What to produce: Search the data for "records". Return each matching line.

Provided data:

//! Integration tests for the filter catalog

use typeforge_foundation::ScalarKind;
use typeforge_mapping::catalog::{self, JSON_OPERATORS};
use typeforge_mapping::{CatalogEntry, FilterCore, SymbolTemplate, Target};
use typeforge_schema::{FilterKind, InputKind};

fn names(entry: &CatalogEntry) -> Vec<String> {
    entry
        .descriptor()
        .fields
        .into_iter()
        .map(|f| f.field.name)
        .collect()
}

#[test]
fn template_and_catalog_names_agree() {
    let template = SymbolTemplate::FieldFilter {
        nested: true,
        nullable: true,
    };
    let symbol = template.instantiate(Target::Scalar(ScalarKind::DateTime)).unwrap();
    let entry = symbol.entry.clone().unwrap();
    assert_eq!(symbol.name, "NestedDateTimeNullableFilter");
    assert_eq!(entry.descriptor().name, symbol.name);
}

#[test]
fn datetime_filter_operators() {
    let entry = CatalogEntry::FieldFilter {
        core: FilterCore::Scalar(ScalarKind::DateTime),
        nested: false,
        nullable: false,
    };
    assert_eq!(
        names(&entry),
        vec!["equals", "in", "notIn", "lt", "lte", "gt", "gte", "not"]
    );
}

#[test]
fn bytes_filter_is_unordered() {
    let entry = CatalogEntry::FieldFilter {
        core: FilterCore::Scalar(ScalarKind::Bytes),
        nested: false,
        nullable: false,
    };
    assert_eq!(names(&entry), vec!["equals", "in", "notIn", "not"]);
}

#[test]
fn json_nullable_filter_matches_operator_list() {
    let entry = CatalogEntry::FieldFilter {
        core: FilterCore::Scalar(ScalarKind::Json),
        nested: false,
        nullable: true,
    };
    let descriptor = entry.descriptor();
    assert_eq!(descriptor.name, "JsonNullableFilter");
    assert_eq!(descriptor.kind, InputKind::Filter);
    assert_eq!(names(&entry), JSON_OPERATORS.to_vec());
    let not = descriptor.fields.last().unwrap();
    assert_eq!(not.filter, Some(FilterKind::NestedFilter));
    assert!(!not.field.nullable);
}

#[test]
fn list_filters() {
    let entry = CatalogEntry::ListFilter {
        core: FilterCore::Enum("Role".into()),
    };
    assert_eq!(entry.name(), "EnumRoleNullableListFilter");
    assert_eq!(
        names(&entry),
        vec!["equals", "has", "hasEvery", "hasSome", "isEmpty"]
    );
}

#[test]
fn relation_filters_belong_to_the_related_model() {
    let entry = CatalogEntry::RelationFilter {
        model: "User".into(),
        nullable: true,
    };
    let descriptor = entry.descriptor();
    assert_eq!(descriptor.name, "UserNullableRelationFilter");
    assert_eq!(descriptor.model.as_deref(), Some("User"));
    assert_eq!(names(&entry), vec!["is", "isNot"]);
    assert!(descriptor.fields.iter().all(|f| f.field.nullable));
}

#[test]
fn referenced_skips_non_catalog_symbols() {
    let where_input = SymbolTemplate::WhereInput
        .instantiate(Target::Relation {
            model: "User",
            back_field: None,
        })
        .unwrap();
    let list = SymbolTemplate::ListRelationFilter
        .instantiate(Target::Relation {
            model: "User",
            back_field: None,
        })
        .unwrap();
    let descriptors = catalog::referenced([&where_input, &list]);
    assert_eq!(descriptors.len(), 1);
    assert_eq!(descriptors[0].name, "UserListRelationFilter");
}
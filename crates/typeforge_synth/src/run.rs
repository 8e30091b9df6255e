//! Generation runs over many descriptors.
//!
//! Descriptors are independent. A run splits them across scoped worker
//! threads that share the registry, table and configuration read-only; each
//! synthesis owns its own import resolver. Failures are collected per
//! descriptor and never stop their siblings.

use std::collections::HashSet;
use std::thread;

use tracing::{debug, info, warn};
use typeforge_foundation::{Error, Result};
use typeforge_mapping::MappingTable;
use typeforge_schema::{InputKind, InputTypeDescriptor, SchemaRegistry};

use crate::config::GeneratorConfig;
use crate::declaration::{DeclarationRecord, Synthesizer};

/// A descriptor that could not be synthesized.
#[derive(Clone, Debug, PartialEq, Eq)]
pub struct GenerationFailure {
    /// Name of the failed descriptor.
    pub declaration: String,
    /// Why it failed.
    pub error: Error,
}

/// Outcome of a run, in input order.
#[derive(Clone, Debug, Default, PartialEq, Eq)]
pub struct GenerationReport {
    /// Successfully synthesized declarations.
    pub records: Vec<DeclarationRecord>,
    /// Every failed descriptor.
    pub failures: Vec<GenerationFailure>,
}

impl GenerationReport {
    /// Returns true if no descriptor failed.
    #[must_use]
    pub fn is_success(&self) -> bool {
        self.failures.is_empty()
    }

    /// Returns a record by declaration name.
    #[must_use]
    pub fn record(&self, name: &str) -> Option<&DeclarationRecord> {
        self.records.iter().find(|r| r.name == name)
    }

    fn extend(&mut self, other: GenerationReport) {
        self.records.extend(other.records);
        self.failures.extend(other.failures);
    }
}

/// Drives synthesis for one schema and configuration.
#[derive(Clone, Debug)]
pub struct Generator {
    registry: SchemaRegistry,
    table: &'static MappingTable,
    config: GeneratorConfig,
}

impl Generator {
    /// Creates a generator over the standard mapping table.
    #[must_use]
    pub fn new(registry: SchemaRegistry, config: GeneratorConfig) -> Self {
        Self {
            registry,
            table: MappingTable::standard(),
            config,
        }
    }

    /// Returns the configuration.
    #[must_use]
    pub fn config(&self) -> &GeneratorConfig {
        &self.config
    }

    /// Returns the schema registry.
    #[must_use]
    pub fn registry(&self) -> &SchemaRegistry {
        &self.registry
    }

    /// Returns a synthesizer borrowing this generator's collaborators.
    #[must_use]
    pub fn synthesizer(&self) -> Synthesizer<'_> {
        Synthesizer::new(&self.registry, self.table, &self.config)
    }

    /// Synthesizes a single descriptor.
    pub fn synthesize(&self, descriptor: &InputTypeDescriptor) -> Result<DeclarationRecord> {
        self.synthesizer().synthesize(descriptor)
    }

    /// Returns the model-level descriptors of every model, model by model.
    #[must_use]
    pub fn model_descriptors(&self) -> Vec<InputTypeDescriptor> {
        self.registry
            .models()
            .flat_map(|model| {
                InputKind::ALL
                    .into_iter()
                    .filter(|kind| *kind != InputKind::Filter)
                    .map(move |kind| InputTypeDescriptor::for_model(model, kind))
            })
            .collect()
    }

    /// Synthesizes descriptors across up to `workers` threads.
    #[must_use]
    pub fn run(&self, descriptors: &[InputTypeDescriptor], workers: usize) -> GenerationReport {
        if descriptors.is_empty() {
            return GenerationReport::default();
        }
        let workers = workers.clamp(1, descriptors.len());
        let chunk = descriptors.len().div_ceil(workers);
        debug!(descriptors = descriptors.len(), workers, "starting run");

        let outcomes: Vec<Result<DeclarationRecord>> = thread::scope(|scope| {
            let handles: Vec<_> = descriptors
                .chunks(chunk)
                .map(|part| {
                    scope.spawn(move || {
                        let synthesizer = self.synthesizer();
                        part.iter()
                            .map(|d| synthesizer.synthesize(d))
                            .collect::<Vec<_>>()
                    })
                })
                .collect();
            handles
                .into_iter()
                .flat_map(|handle| {
                    handle
                        .join()
                        .unwrap_or_else(|payload| std::panic::resume_unwind(payload))
                })
                .collect()
        });

        let mut report = GenerationReport::default();
        for (descriptor, outcome) in descriptors.iter().zip(outcomes) {
            match outcome {
                Ok(record) => report.records.push(record),
                Err(error) => {
                    warn!(declaration = %descriptor.name, %error, "declaration failed");
                    report.failures.push(GenerationFailure {
                        declaration: descriptor.name.clone(),
                        error,
                    });
                }
            }
        }
        report
    }

    /// Runs the descriptors and then every catalog filter they reference,
    /// transitively, each at most once.
    #[must_use]
    pub fn run_closed(
        &self,
        descriptors: Vec<InputTypeDescriptor>,
        workers: usize,
    ) -> GenerationReport {
        let mut seen: HashSet<String> = descriptors.iter().map(|d| d.name.clone()).collect();
        let mut pending = descriptors;
        let mut report = GenerationReport::default();

        while !pending.is_empty() {
            let round = self.run(&pending, workers);
            pending = round
                .records
                .iter()
                .flat_map(DeclarationRecord::catalog_references)
                .filter(|d| seen.insert(d.name.clone()))
                .collect();
            report.extend(round);
        }

        info!(
            records = report.records.len(),
            failures = report.failures.len(),
            "run complete"
        );
        report
    }
}
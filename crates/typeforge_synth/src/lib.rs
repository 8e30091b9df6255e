//! Field resolution, import deduplication, and declaration synthesis for Typeforge.
//!
//! This crate provides:
//! - [`FieldResolver`] - Resolves one field to a [`ResolvedProperty`]
//! - [`ImportResolver`] - Per-file import manifest with conflict detection
//! - [`Synthesizer`] - Builds a [`DeclarationRecord`] from a descriptor
//! - [`Generator`] - Parallel generation runs with per-descriptor failure reports
//! - [`GeneratorConfig`] - Output shape options
//!
//! # Example
//!
//! ```
//! use typeforge_foundation::ScalarKind;
//! use typeforge_schema::{FieldDescriptor, InputKind, InputTypeDescriptor, SchemaModel, SchemaRegistry};
//! use typeforge_synth::{Generator, GeneratorConfig};
//!
//! let user = SchemaModel::new("User").with_field(FieldDescriptor::scalar("id", ScalarKind::String).id());
//! let generator = Generator::new(SchemaRegistry::new().with_model(user.clone()), GeneratorConfig::default());
//!
//! let record = generator
//!     .synthesize(&InputTypeDescriptor::for_model(&user, InputKind::Where))
//!     .unwrap();
//! assert_eq!(record.property("id").unwrap().declared_type, "StringFilter | string");
//! ```

#![warn(missing_docs)]
#![warn(clippy::all)]
#![warn(clippy::pedantic)]

pub mod config;
pub mod declaration;
pub mod imports;
pub mod property;
pub mod resolver;
pub mod run;

pub use config::{Dialect, FileCase, GeneratorConfig, NullableStyle};
pub use declaration::{DeclarationRecord, Synthesizer};
pub use imports::{ImportEntry, ImportResolver, ModulePath};
pub use property::{AnnotationFactory, ResolvedProperty};
pub use resolver::FieldResolver;
pub use run::{GenerationFailure, GenerationReport, Generator};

Exercise solution:
    pub records: Vec<DeclarationRecord>,
        self.records.iter().find(|r| r.name == name)
        self.records.extend(other.records);
                Ok(record) => report.records.push(record),
                .records
            records = report.records.len(),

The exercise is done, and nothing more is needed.